Топшур - это щипковый музыкальный инструмент. Имеет деревянный долб'леный кузов овальной формы, закрытый сверху кожаной или деревянной декой, длинную шейку без ладов, две волосяные струны, настроенные в кварту. Общая длина около 75-77 см. О настройке топшура А. В. Анохин пишет следующее: «Топшур всегда настраивается квартой, как и русские балалайки, но кварта эта не урегулирована: она звучит немного выше чистой и ниже увеличенной. Ее, скорее, нужно отнести к особому разряду интервалов, называемых “острыми”. У азиатов они принимаются как консонанс, потому что ею (квартой - Б. Ш.) начинают и заканчивают пение, как благозвучным аккордом. Она встречается чаще других интервалов, ее вполне можно причислить к разряду господствующих интервалов. Кроме кварты, топшур в аккомпанементе дает чистую квинту, большую или малую сексту. Вот все интервалы, какие мы слышали на топшуре в виде одновременных созвучий» [1, с. 94].
А. В. Анохин описывает также и сам процесс передачи богатырского эпоса. «В былинной музыке, - пишет он, - непосредственно после настройки топшура играется вступление (своеобразная прелюдия). Иногда она играется довольно долго» [1, с. 93]. Во время исполнения прелюдии сказитель «настраивает голос», подпевая топшуру на выдержанной ноте (это делается преимущественно на слоги «ой», «уй» или «эй»).
Описание, данное Анохиным, нужно дополнить: иногда во вступлении к сказанию кайчи обращается к своему инструменту:
«Из корня могучего кедра не зря
Тебя сделали, громкий топшур!» [4, с. 3] и т. д.
В процессе исполнения самого сказания речитативное исполнение текста перемежается с выдержанными звуками на вышеуказанные слоги: «ой», «уй», и «эй» [5, т. 3, с. 585-587].
Аккомпанемент топшура чаще всего представляет собой несложные вариации на мотив, который звучит в мелодии сказителя или представляет собой самостоятельный наигрыш, зачастую остинатного характера.

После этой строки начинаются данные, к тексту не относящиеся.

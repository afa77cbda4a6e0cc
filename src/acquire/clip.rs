use serde::{Deserialize, Serialize};
use std::str::FromStr;

use crate::utils::{sanitize_clip_title, short_random_suffix};
use crate::{AudioToolError, Result};

/// Placeholder used when a clip's title cannot be resolved
pub const FALLBACK_CLIP_TITLE: &str = "clip";

/// Offset into a media item, in seconds
#[derive(Debug, Clone, Copy, PartialEq, PartialOrd, Serialize, Deserialize)]
pub struct ClipTime(f64);

impl ClipTime {
    pub fn from_seconds(seconds: f64) -> Result<Self> {
        if !(seconds.is_finite() && seconds >= 0.0) {
            return Err(AudioToolError::InvalidInput(format!(
                "clip time must be a non-negative number of seconds, got {seconds}"
            )));
        }
        Ok(Self(seconds))
    }

    pub fn seconds(&self) -> f64 {
        self.0
    }
}

impl std::fmt::Display for ClipTime {
    fn fmt(&self, f: &mut std::fmt::Formatter<'_>) -> std::fmt::Result {
        write!(f, "{}", self.0)
    }
}

/// Accepts `SS`, `MM:SS`, `HH:MM:SS` and `HH:MM:SS:mmm`
impl FromStr for ClipTime {
    type Err = AudioToolError;

    fn from_str(input: &str) -> Result<Self> {
        let invalid = || AudioToolError::InvalidInput(format!("unrecognised clip time: {input:?}"));

        let parts = input
            .trim()
            .split(':')
            .map(|part| part.trim().parse::<f64>().map_err(|_| invalid()))
            .collect::<Result<Vec<f64>>>()?;

        let seconds = match parts.as_slice() {
            [s] => *s,
            [m, s] => m * 60.0 + s,
            [h, m, s] => h * 3600.0 + m * 60.0 + s,
            [h, m, s, ms] => h * 3600.0 + m * 60.0 + s + ms / 1000.0,
            _ => return Err(invalid()),
        };

        Self::from_seconds(seconds)
    }
}

/// What a clip download keeps
#[derive(Debug, Clone, Copy, Default, PartialEq, Eq, Serialize, Deserialize, clap::ValueEnum)]
#[serde(rename_all = "lowercase")]
pub enum ClipMode {
    /// Video with its audio track, muxed into mp4
    #[default]
    Video,
    /// Audio track only, in m4a
    Audio,
}

impl ClipMode {
    pub fn format_selector(&self) -> &'static str {
        match self {
            ClipMode::Video => "bestvideo[ext=mp4]+bestaudio[ext=m4a]/best[ext=mp4]/best",
            ClipMode::Audio => "bestaudio[ext=m4a]/bestaudio",
        }
    }

    pub fn extension(&self) -> &'static str {
        match self {
            ClipMode::Video => "mp4",
            ClipMode::Audio => "m4a",
        }
    }
}

/// One time-bounded section to fetch
#[derive(Debug, Clone, PartialEq, Serialize, Deserialize)]
pub struct ClipRequest {
    pub start: ClipTime,
    pub end: ClipTime,
    /// Fetch from this URL instead of the batch URL
    pub source_url: Option<String>,
}

impl ClipRequest {
    pub fn new(start: ClipTime, end: ClipTime) -> Self {
        Self {
            start,
            end,
            source_url: None,
        }
    }

    pub fn with_source_url(mut self, url: impl Into<String>) -> Self {
        self.source_url = Some(url.into());
        self
    }

    pub fn validate(&self) -> Result<()> {
        if self.end <= self.start {
            return Err(AudioToolError::InvalidInput(format!(
                "clip end ({}) must be after its start ({})",
                self.end, self.start
            )));
        }
        Ok(())
    }

    /// yt-dlp `--download-sections` value
    pub fn section(&self) -> String {
        format!("*{}-{}", self.start, self.end)
    }

    /// `<title>_<start>-<end>_<random>` without extension
    pub fn file_stem(&self, title: &str) -> String {
        let title = sanitize_clip_title(title);
        let title = if title.is_empty() {
            FALLBACK_CLIP_TITLE.to_string()
        } else {
            title
        };
        format!("{}_{}-{}_{}", title, self.start, self.end, short_random_suffix())
    }
}

/// Parses `START-END` or `START-END@URL`
impl FromStr for ClipRequest {
    type Err = AudioToolError;

    fn from_str(input: &str) -> Result<Self> {
        let (range, source_url) = match input.split_once('@') {
            Some((range, url)) => (range, Some(url.trim().to_string())),
            None => (input, None),
        };

        let (start, end) = range.split_once('-').ok_or_else(|| {
            AudioToolError::InvalidInput(format!("clip must look like START-END, got {input:?}"))
        })?;

        Ok(Self {
            start: start.parse()?,
            end: end.parse()?,
            source_url,
        })
    }
}

#[cfg(test)]
mod tests {
    use super::*;

    fn t(s: &str) -> f64 {
        s.parse::<ClipTime>().unwrap().seconds()
    }

    #[test]
    fn test_parse_clip_time() {
        assert_eq!(t("42"), 42.0);
        assert_eq!(t("1:30"), 90.0);
        assert_eq!(t("01:02:03"), 3723.0);
        assert_eq!(t("0:00:01:500"), 1.5);
        assert_eq!(t("12.5"), 12.5);
    }

    #[test]
    fn test_parse_clip_time_rejects_garbage() {
        assert!("".parse::<ClipTime>().is_err());
        assert!("abc".parse::<ClipTime>().is_err());
        assert!("1:2:3:4:5".parse::<ClipTime>().is_err());
        assert!("-5".parse::<ClipTime>().is_err());
    }

    #[test]
    fn test_parse_clip_request() {
        let clip: ClipRequest = "1:00-1:30".parse().unwrap();
        assert_eq!(clip.start.seconds(), 60.0);
        assert_eq!(clip.end.seconds(), 90.0);
        assert_eq!(clip.source_url, None);

        let clip: ClipRequest = "10-20@https://youtu.be/abc".parse().unwrap();
        assert_eq!(clip.source_url.as_deref(), Some("https://youtu.be/abc"));
        assert_eq!(clip.section(), "*10-20");

        assert!("1:00".parse::<ClipRequest>().is_err());
    }

    #[test]
    fn test_end_must_follow_start() {
        let clip = ClipRequest::new(
            ClipTime::from_seconds(30.0).unwrap(),
            ClipTime::from_seconds(30.0).unwrap(),
        );
        assert!(matches!(clip.validate(), Err(AudioToolError::InvalidInput(_))));
    }

    #[test]
    fn test_file_stem_shape() {
        let clip: ClipRequest = "90-95.5".parse().unwrap();
        let stem = clip.file_stem("Never Gonna Give You Up!");
        let (prefix, suffix) = stem.rsplit_once('_').unwrap();
        assert_eq!(prefix, "Never_Gonna_Give_You_Up__90-95.5");
        assert_eq!(suffix.len(), 8);

        assert!(clip.file_stem("").starts_with("clip_90-95.5_"));
        assert_ne!(clip.file_stem("x"), clip.file_stem("x"));
    }
}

А. В. Анохин отмечает, что аккомпанемент топшура характеризует каждое положение героя хотя и не сложными, но различными мелодикоритмическими вариациями. Патетические места сказитель выделяет еще и голосом, мимикой, легкими движениями своего тела.
В передаче богатырского эпоса, указывает А. В. Анохин, основных напевов три, при их помощи сказитель сплетает мелодическую канву повествования [1, с. 93]:
1) самый простой напев сводится к звучанию одной ноты. На фоне этого бурдона звучит аккомпанемент;
2) далее следует напев из двух звуков в секундном соотношении друг к другу или представляющий собой «бесконечный» квартовый скачок вверх и вниз;
3) самый сложный былинный напев состоит из трех звуков, занимающих' диапазон кварты.
Вся передача героического эпоса, как указывает А. В. Анохин, строится в довольно определившейся трехчастной форме: прелюдия, собственно сказание и заключение.
Далее А. В. Анохин касается самой манеры пения кайчи, которые в отличие от кожончи, исполняющих исторические, бытовые, лирические песни под аккомпанемент икили обычным тембром голоса, пели свои сказания «низким голосом».
А. В. Анохин пишет: «Сказки (т. е. сказания - Б. Ш.) действительно поются низкой дребезжащей октавой, которая своим тембром напоминает летящего жука» [2, с. 24]. Здесь имеется в виду горловое пение.
Горловое пение - это не гамма хрипов, а пение, правда, своеобразное: звуки при таком пении производятся не свободным, открытым горлом, а несколько сжатым. Это пение подчиняется всем законам музыки. Когда горловое пение приходится слышать в первый раз, оно производит неблагоприятное впечатление, но с течением времени ухо настолько свыкается с ним, что оно начинает нравиться и действовать на нервы успокоительным образом. «Для азиатского уха такое пение является, без сомнения, приятным» [2, с. 24].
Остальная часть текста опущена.